Sir Francis Walsingham – Elizabeth I’s spymaster

Today is the anniversary of the death of Sir Francis Walsingham on 6th April 1590. Walsingham had an amazing career, serving Elizabeth I as a diplomat, secretary, adviser and spymaster.

Find out more about the man Elizabeth I called her “Moor” in this video, or in the transcript below, which is an extract from my book, On This Day in Tudor History.

On this day in history, 6th April 1590, Elizabeth I’s Principal Secretary, Sir Francis Walsingham, died at around the age of fifty-eight. Although he had served the queen for many years, he died in debt, as he had underwritten the debts of Sir Philip Sidney, his son-in-law.

Walsingham was an incredibly important man during Elizabeth I’s reign, being a statesman, private secretary, adviser, diplomat and spymaster, and he probably saved the queen’s life many times by uncovering various plots against her. Elizabeth called him her “Moor”.

He was born c.1532 (some say 1530) at Scadbury Park, Chislehurst, Kent, and was the son of William Walsingham and Joyce Denny. His father died when he was an infant, and his mother married Sir John Carey, a relation of Mary Boleyn, Anne Boleyn’s sister. Walsingham’s father was Common Sergeant of London, his mother was related to Sir Anthony Denny, a member of Henry VIII’s Privy Council, and his uncle, Sir Edmund, was Lieutenant of the Tower of London.

Walsingham studied at King’s College, Cambridge, and then, in 1550, he went abroad to continue his education. In 1552, he returned to England and enrolled at Gray’s Inn (The Honourable Society of Gray’s Inn, an Inn of Court). When Mary I came to the throne, Walsingham, who was a staunch Protestant, fled abroad and continued his law studies at the University of Padua, and then lived in Switzerland between 1556 and 1558.

Elizabeth I’s accession to the throne in 1558 meant that Walsingham could return to England. In 1559, his friendship with Sir William Cecil helped him to become a member of Parliament for Banbury, and then for Lyme Regis in 1563. In 1569, Walsingham was asked by William Cecil to investigate the Ridolfi Plot, and in 1570 Elizabeth I asked Walsingham to help the Huguenots in France negotiate with Charles IX, because he had built up a good relationship with them. In the same year, he became the ambassador to France, and it was to his house that Protestant refugees fled during the time of the St Bartholomew’s Massacre and other troubles.

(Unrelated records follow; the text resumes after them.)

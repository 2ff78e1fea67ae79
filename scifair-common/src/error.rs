//! Common error types for the science fair workspace

use thiserror::Error;

/// Common result type for scifair operations
pub type Result<T> = std::result::Result<T, Error>;

/// Common error types shared by the library and the HTTP service
#[derive(Error, Debug)]
pub enum Error {
    /// Database operation error (wraps sqlx::Error)
    #[error("Database error: {0}")]
    Database(#[from] sqlx::Error),

    /// I/O operation error (wraps std::io::Error)
    #[error("IO error: {0}")]
    Io(#[from] std::io::Error),

    /// JSON column or document could not be (de)serialized
    #[error("Serialization error: {0}")]
    Serialization(#[from] serde_json::Error),

    /// Configuration loading or validation error
    #[error("Configuration error: {0}")]
    Config(String),

    /// Requested resource not found
    #[error("Not found: {0}")]
    NotFound(String),

    /// Invalid user input or request parameter
    #[error("Invalid input: {0}")]
    InvalidInput(String),

    /// Internal error
    #[error("Internal error: {0}")]
    Internal(String),
}
//! Timestamped measurement rows (`project_data_points`)

use super::rows::{format_timestamp, parse_timestamp, parse_uuid};
use crate::models::{DataPoint, NewDataPoint};
use crate::Result;
use chrono::Utc;
use sqlx::{Row, SqlitePool};
use uuid::Uuid;

pub async fn insert_data_point(pool: &SqlitePool, new: &NewDataPoint) -> Result<DataPoint> {
    let point = DataPoint {
        id: Uuid::new_v4(),
        project_id: new.project_id,
        metric_name: new.metric_name.clone(),
        value: new.value,
        recorded_at: Utc::now(),
    };

    sqlx::query(
        r#"
        INSERT INTO project_data_points (id, project_id, metric_name, value, recorded_at)
        VALUES (?, ?, ?, ?, ?)
        "#,
    )
    .bind(point.id.to_string())
    .bind(point.project_id.to_string())
    .bind(&point.metric_name)
    .bind(point.value)
    .bind(format_timestamp(point.recorded_at))
    .execute(pool)
    .await?;

    Ok(point)
}

/// Data points for `project_id` in recording order (oldest first, for charting)
pub async fn list_data_points(pool: &SqlitePool, project_id: Uuid) -> Result<Vec<DataPoint>> {
    let rows = sqlx::query(
        r#"
        SELECT id, project_id, metric_name, value, recorded_at
        FROM project_data_points
        WHERE project_id = ?
        ORDER BY recorded_at ASC, rowid ASC
        "#,
    )
    .bind(project_id.to_string())
    .fetch_all(pool)
    .await?;

    rows.iter()
        .map(|row| -> Result<DataPoint> {
            let id: String = row.try_get("id")?;
            let project_id: String = row.try_get("project_id")?;
            let recorded_at: String = row.try_get("recorded_at")?;
            Ok(DataPoint {
                id: parse_uuid(&id)?,
                project_id: parse_uuid(&project_id)?,
                metric_name: row.try_get("metric_name")?,
                value: row.try_get("value")?,
                recorded_at: parse_timestamp(&recorded_at)?,
            })
        })
        .collect()
}
//! Project row operations
//!
//! Every query is scoped by `user_id`; another user's project behaves exactly
//! like a missing one. Updates always write the complete field value.

use super::rows::{format_timestamp, from_json_text, parse_timestamp, parse_uuid, to_json_text};
use crate::models::{ExperimentResults, NewProject, Project};
use crate::status::ProjectStatus;
use crate::{Error, Result};
use chrono::Utc;
use sqlx::sqlite::SqliteRow;
use sqlx::{Row, SqlitePool};
use uuid::Uuid;

const PROJECT_COLUMNS: &str = "id, user_id, title, description, category, hypothesis, materials, \
     status, observation_notes, experiment_results, presentation_template, created_at";

fn project_from_row(row: &SqliteRow) -> Result<Project> {
    let id: String = row.try_get("id")?;
    let user_id: String = row.try_get("user_id")?;
    let status: Option<String> = row.try_get("status")?;
    let created_at: String = row.try_get("created_at")?;

    Ok(Project {
        id: parse_uuid(&id)?,
        user_id: parse_uuid(&user_id)?,
        title: row.try_get("title")?,
        description: row.try_get("description")?,
        category: row.try_get("category")?,
        hypothesis: row.try_get("hypothesis")?,
        materials: from_json_text(row.try_get("materials")?)?,
        status: status
            .as_deref()
            .map(ProjectStatus::from_stored)
            .unwrap_or_default(),
        observation_notes: from_json_text(row.try_get("observation_notes")?)?,
        experiment_results: from_json_text(row.try_get("experiment_results")?)?,
        presentation_template: row.try_get("presentation_template")?,
        created_at: parse_timestamp(&created_at)?,
    })
}

/// Insert a new project; id and creation time are assigned here
pub async fn insert_project(pool: &SqlitePool, new: &NewProject) -> Result<Project> {
    let project = Project {
        id: Uuid::new_v4(),
        user_id: new.user_id,
        title: new.title.clone(),
        description: new.description.clone(),
        category: new.category.clone(),
        hypothesis: new.hypothesis.clone(),
        materials: new.materials.clone(),
        status: new.status,
        observation_notes: Vec::new(),
        experiment_results: ExperimentResults::new(),
        presentation_template: None,
        created_at: Utc::now(),
    };

    sqlx::query(
        r#"
        INSERT INTO projects (id, user_id, title, description, category, hypothesis,
                              materials, status, observation_notes, experiment_results, created_at)
        VALUES (?, ?, ?, ?, ?, ?, ?, ?, ?, ?, ?)
        "#,
    )
    .bind(project.id.to_string())
    .bind(project.user_id.to_string())
    .bind(&project.title)
    .bind(&project.description)
    .bind(&project.category)
    .bind(&project.hypothesis)
    .bind(to_json_text(&project.materials)?)
    .bind(project.status.as_str())
    .bind(to_json_text(&project.observation_notes)?)
    .bind(to_json_text(&project.experiment_results)?)
    .bind(format_timestamp(project.created_at))
    .execute(pool)
    .await?;

    Ok(project)
}

/// All projects owned by `user_id`, newest first
pub async fn list_projects(pool: &SqlitePool, user_id: Uuid) -> Result<Vec<Project>> {
    let sql = format!(
        "SELECT {} FROM projects WHERE user_id = ? ORDER BY created_at DESC, rowid DESC",
        PROJECT_COLUMNS
    );
    let rows = sqlx::query(&sql)
        .bind(user_id.to_string())
        .fetch_all(pool)
        .await?;

    rows.iter().map(project_from_row).collect()
}

pub async fn get_project(pool: &SqlitePool, user_id: Uuid, id: Uuid) -> Result<Option<Project>> {
    let sql = format!(
        "SELECT {} FROM projects WHERE id = ? AND user_id = ?",
        PROJECT_COLUMNS
    );
    let row = sqlx::query(&sql)
        .bind(id.to_string())
        .bind(user_id.to_string())
        .fetch_optional(pool)
        .await?;

    row.as_ref().map(project_from_row).transpose()
}

async fn update_column(
    pool: &SqlitePool,
    user_id: Uuid,
    id: Uuid,
    column: &'static str,
    value: String,
) -> Result<()> {
    let sql = format!("UPDATE projects SET {} = ? WHERE id = ? AND user_id = ?", column);
    let result = sqlx::query(&sql)
        .bind(value)
        .bind(id.to_string())
        .bind(user_id.to_string())
        .execute(pool)
        .await?;

    if result.rows_affected() == 0 {
        return Err(Error::NotFound(format!("Project {}", id)));
    }
    Ok(())
}

pub async fn update_status(
    pool: &SqlitePool,
    user_id: Uuid,
    id: Uuid,
    status: ProjectStatus,
) -> Result<()> {
    update_column(pool, user_id, id, "status", status.as_str().to_string()).await
}

/// Overwrite the full notes sequence
pub async fn update_notes(pool: &SqlitePool, user_id: Uuid, id: Uuid, notes: &[String]) -> Result<()> {
    update_column(pool, user_id, id, "observation_notes", to_json_text(&notes)?).await
}

/// Overwrite the full results mapping
pub async fn update_results(
    pool: &SqlitePool,
    user_id: Uuid,
    id: Uuid,
    results: &ExperimentResults,
) -> Result<()> {
    update_column(pool, user_id, id, "experiment_results", to_json_text(results)?).await
}

/// Delete the project row only; file rows and blobs are left in place
pub async fn delete_project(pool: &SqlitePool, user_id: Uuid, id: Uuid) -> Result<()> {
    let result = sqlx::query("DELETE FROM projects WHERE id = ? AND user_id = ?")
        .bind(id.to_string())
        .bind(user_id.to_string())
        .execute(pool)
        .await?;

    if result.rows_affected() == 0 {
        return Err(Error::NotFound(format!("Project {}", id)));
    }
    Ok(())
}
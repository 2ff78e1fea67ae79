//! Store wrapper that records every write before delegating to SQLite

use async_trait::async_trait;
use scifair_common::models::{
    DataPoint, ExperimentResults, NewDataPoint, NewProject, NewProjectFile, Project, ProjectFile,
};
use scifair_common::{Error, ProjectStatus, ProjectStore, Result, SqliteStore};
use sqlx::SqlitePool;
use std::sync::atomic::{AtomicBool, Ordering};
use std::sync::Mutex;
use uuid::Uuid;

/// One write issued through the store
#[derive(Debug, Clone, PartialEq)]
pub enum StoreWrite {
    InsertProject(NewProject),
    UpdateStatus(Uuid, ProjectStatus),
    UpdateNotes(Uuid, Vec<String>),
    UpdateResults(Uuid, ExperimentResults),
    DeleteProject(Uuid),
    InsertFile(NewProjectFile),
    InsertDataPoint(NewDataPoint),
}

pub struct RecordingStore {
    inner: SqliteStore,
    writes: Mutex<Vec<StoreWrite>>,
    fail_writes: AtomicBool,
}

impl RecordingStore {
    pub fn new(pool: SqlitePool) -> Self {
        Self {
            inner: SqliteStore::new(pool),
            writes: Mutex::new(Vec::new()),
            fail_writes: AtomicBool::new(false),
        }
    }

    /// The unrecorded store, for arranging fixtures
    pub fn inner(&self) -> &SqliteStore {
        &self.inner
    }

    pub fn writes(&self) -> Vec<StoreWrite> {
        self.writes.lock().unwrap().clone()
    }

    pub fn clear(&self) {
        self.writes.lock().unwrap().clear();
    }

    /// Make every subsequent write fail (after being recorded)
    pub fn fail_writes(&self, fail: bool) {
        self.fail_writes.store(fail, Ordering::SeqCst);
    }

    fn record(&self, write: StoreWrite) -> Result<()> {
        self.writes.lock().unwrap().push(write);
        if self.fail_writes.load(Ordering::SeqCst) {
            return Err(Error::Internal("simulated store failure".to_string()));
        }
        Ok(())
    }
}

#[async_trait]
impl ProjectStore for RecordingStore {
    async fn insert_project(&self, project: &NewProject) -> Result<Project> {
        self.record(StoreWrite::InsertProject(project.clone()))?;
        self.inner.insert_project(project).await
    }

    async fn list_projects(&self, user_id: Uuid) -> Result<Vec<Project>> {
        self.inner.list_projects(user_id).await
    }

    async fn get_project(&self, user_id: Uuid, id: Uuid) -> Result<Option<Project>> {
        self.inner.get_project(user_id, id).await
    }

    async fn update_status(&self, user_id: Uuid, id: Uuid, status: ProjectStatus) -> Result<()> {
        self.record(StoreWrite::UpdateStatus(id, status))?;
        self.inner.update_status(user_id, id, status).await
    }

    async fn update_notes(&self, user_id: Uuid, id: Uuid, notes: &[String]) -> Result<()> {
        self.record(StoreWrite::UpdateNotes(id, notes.to_vec()))?;
        self.inner.update_notes(user_id, id, notes).await
    }

    async fn update_results(
        &self,
        user_id: Uuid,
        id: Uuid,
        results: &ExperimentResults,
    ) -> Result<()> {
        self.record(StoreWrite::UpdateResults(id, results.clone()))?;
        self.inner.update_results(user_id, id, results).await
    }

    async fn delete_project(&self, user_id: Uuid, id: Uuid) -> Result<()> {
        self.record(StoreWrite::DeleteProject(id))?;
        self.inner.delete_project(user_id, id).await
    }

    async fn insert_file(&self, file: &NewProjectFile) -> Result<ProjectFile> {
        self.record(StoreWrite::InsertFile(file.clone()))?;
        self.inner.insert_file(file).await
    }

    async fn list_files(&self, project_id: Uuid) -> Result<Vec<ProjectFile>> {
        self.inner.list_files(project_id).await
    }

    async fn insert_data_point(&self, point: &NewDataPoint) -> Result<DataPoint> {
        self.record(StoreWrite::InsertDataPoint(point.clone()))?;
        self.inner.insert_data_point(point).await
    }

    async fn list_data_points(&self, project_id: Uuid) -> Result<Vec<DataPoint>> {
        self.inner.list_data_points(project_id).await
    }
}
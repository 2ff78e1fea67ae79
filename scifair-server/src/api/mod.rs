//! HTTP API handlers for scifair-server

pub mod accounts;
pub mod analysis;
pub mod auth;
pub mod extract;
pub mod files;
pub mod guide;
pub mod health;
pub mod journal;
pub mod projects;

pub use accounts::{sign_in, sign_out, sign_up};
pub use analysis::{analyze_data, analyze_project, plan_experiment, research_question};
pub use auth::{auth_middleware, client_key_middleware, CurrentUser};
pub use files::{list_files, upload_file};
pub use guide::{export_project, get_guide, get_presentation, get_slides};
pub use health::health_routes;
pub use journal::{add_data_point, add_note, add_result, delete_note, delete_result, list_data_points};
pub use projects::{
    advance_status, delete_project, generate_project, get_project, get_project_detail,
    list_projects,
};
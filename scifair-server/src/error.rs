//! Error types for scifair-server
//!
//! Every failure class (store, advisor, input validation) aborts the
//! operation without partial effect and is reported to the client as
//! `{"error": {"code": ..., "message": ...}}`.

use crate::advisor::AdvisorError;
use axum::{
    extract::rejection::{JsonRejection, PathRejection, QueryRejection},
    http::StatusCode,
    response::{IntoResponse, Response},
    Json,
};
use serde_json::json;
use thiserror::Error;
use tracing::{error, warn};

/// API error type
#[derive(Debug, Error)]
pub enum ApiError {
    /// Resource not found (404)
    #[error("Resource not found: {0}")]
    NotFound(String),

    /// Invalid request (400)
    #[error("Invalid request: {0}")]
    BadRequest(String),

    /// Missing or invalid session / client key (401)
    #[error("Unauthorized: {0}")]
    Unauthorized(String),

    /// Upload larger than the configured limit (413)
    #[error("Payload too large: {0}")]
    PayloadTooLarge(String),

    /// Language model call failed (502)
    #[error("Advisor error: {0}")]
    Advisor(#[from] AdvisorError),

    /// Internal server error (500)
    #[error("Internal server error: {0}")]
    Internal(String),

    /// IO error
    #[error("IO error: {0}")]
    Io(#[from] std::io::Error),

    /// scifair-common error
    #[error("Common error: {0}")]
    Common(scifair_common::Error),
}

impl From<scifair_common::Error> for ApiError {
    fn from(err: scifair_common::Error) -> Self {
        match err {
            scifair_common::Error::NotFound(msg) => ApiError::NotFound(msg),
            scifair_common::Error::InvalidInput(msg) => ApiError::BadRequest(msg),
            other => ApiError::Common(other),
        }
    }
}

impl From<JsonRejection> for ApiError {
    fn from(rejection: JsonRejection) -> Self {
        ApiError::BadRequest(rejection.body_text())
    }
}

impl From<PathRejection> for ApiError {
    fn from(rejection: PathRejection) -> Self {
        ApiError::BadRequest(rejection.body_text())
    }
}

impl From<QueryRejection> for ApiError {
    fn from(rejection: QueryRejection) -> Self {
        ApiError::BadRequest(rejection.body_text())
    }
}

impl IntoResponse for ApiError {
    fn into_response(self) -> Response {
        let (status, error_code, message) = match self {
            ApiError::NotFound(msg) => (StatusCode::NOT_FOUND, "NOT_FOUND", msg),
            ApiError::BadRequest(msg) => (StatusCode::BAD_REQUEST, "BAD_REQUEST", msg),
            ApiError::Unauthorized(msg) => (StatusCode::UNAUTHORIZED, "UNAUTHORIZED", msg),
            ApiError::PayloadTooLarge(msg) => {
                (StatusCode::PAYLOAD_TOO_LARGE, "PAYLOAD_TOO_LARGE", msg)
            }
            ApiError::Advisor(ref err) => {
                warn!("Advisor call failed: {}", err);
                (StatusCode::BAD_GATEWAY, "ADVISOR_ERROR", err.to_string())
            }
            ApiError::Internal(msg) => {
                error!("Internal error: {}", msg);
                (StatusCode::INTERNAL_SERVER_ERROR, "INTERNAL_ERROR", msg)
            }
            ApiError::Io(ref err) => {
                error!("IO error: {}", err);
                (StatusCode::INTERNAL_SERVER_ERROR, "IO_ERROR", err.to_string())
            }
            ApiError::Common(ref err) => {
                error!("Store error: {}", err);
                (StatusCode::INTERNAL_SERVER_ERROR, "STORE_ERROR", err.to_string())
            }
        };

        let body = Json(json!({
            "error": {
                "code": error_code,
                "message": message,
            }
        }));

        (status, body).into_response()
    }
}

/// Result type for API handlers and service operations
pub type ApiResult<T> = Result<T, ApiError>;
//! Column codecs shared by the row accessors
//!
//! Ids are stored as hyphenated UUID text, timestamps as RFC 3339 text with
//! microsecond precision (lexicographic order == chronological order), and
//! list/map columns as JSON text.

use crate::{Error, Result};
use chrono::{DateTime, SecondsFormat, Utc};
use serde::{de::DeserializeOwned, Serialize};
use uuid::Uuid;

pub(crate) fn format_timestamp(ts: DateTime<Utc>) -> String {
    ts.to_rfc3339_opts(SecondsFormat::Micros, true)
}

pub(crate) fn parse_timestamp(raw: &str) -> Result<DateTime<Utc>> {
    DateTime::parse_from_rfc3339(raw)
        .map(|ts| ts.with_timezone(&Utc))
        .map_err(|e| Error::Internal(format!("Invalid stored timestamp '{}': {}", raw, e)))
}

pub(crate) fn parse_uuid(raw: &str) -> Result<Uuid> {
    Uuid::parse_str(raw).map_err(|e| Error::Internal(format!("Invalid stored id '{}': {}", raw, e)))
}

pub(crate) fn to_json_text<T: Serialize>(value: &T) -> Result<String> {
    Ok(serde_json::to_string(value)?)
}

/// NULL loads as the type's default
pub(crate) fn from_json_text<T: DeserializeOwned + Default>(raw: Option<String>) -> Result<T> {
    match raw {
        Some(text) if !text.trim().is_empty() && text.trim() != "null" => {
            Ok(serde_json::from_str(&text)?)
        }
        _ => Ok(T::default()),
    }
}

#[cfg(test)]
mod tests {
    use super::*;
    use std::collections::BTreeMap;

    #[test]
    fn test_timestamp_round_trip_keeps_micros() {
        let now = Utc::now();
        let parsed = parse_timestamp(&format_timestamp(now)).unwrap();
        assert_eq!(parsed.timestamp_micros(), now.timestamp_micros());
    }

    #[test]
    fn test_null_json_columns_load_empty() {
        let notes: Vec<String> = from_json_text(None).unwrap();
        assert!(notes.is_empty());

        let results: BTreeMap<String, f64> = from_json_text(Some("null".to_string())).unwrap();
        assert!(results.is_empty());
    }

    #[test]
    fn test_invalid_uuid_is_error() {
        assert!(parse_uuid("not-a-uuid").is_err());
    }
}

Walsingham returned to England in 1573, and was rewarded for his hard work by being made the queen’s principal secretary, a position he shared with Sir Thomas Smith until 1576 when Smith retired. In 1577, he was rewarded again with a knighthood and was trusted with special embassies in 1578 and 1581 to the Dutch and French courts. In the late 1570s, Walsingham was known for his opposition to the plans to encourage Elizabeth I to marry the Duke of Anjou, and for his encouragement of military intervention in the Low Countries. In the mid to late 1580s, he and William Cecil worked on preparing England for war with Spain.

Although Walsingham was an important diplomat and the queen’s principal secretary for a time, he is best known as Elizabeth I’s spymaster, and for his successful work uncovering plots against the queen. He worked on uncovering the Ridolfi Plot, and put a stop to the Throckmorton (Throgmorton) and Babington Plots. It was the Babington Plot which convinced Elizabeth I of the need to execute Mary, Queen of Scots, and Walsingham was one of the advisers who encouraged her to take this course of action.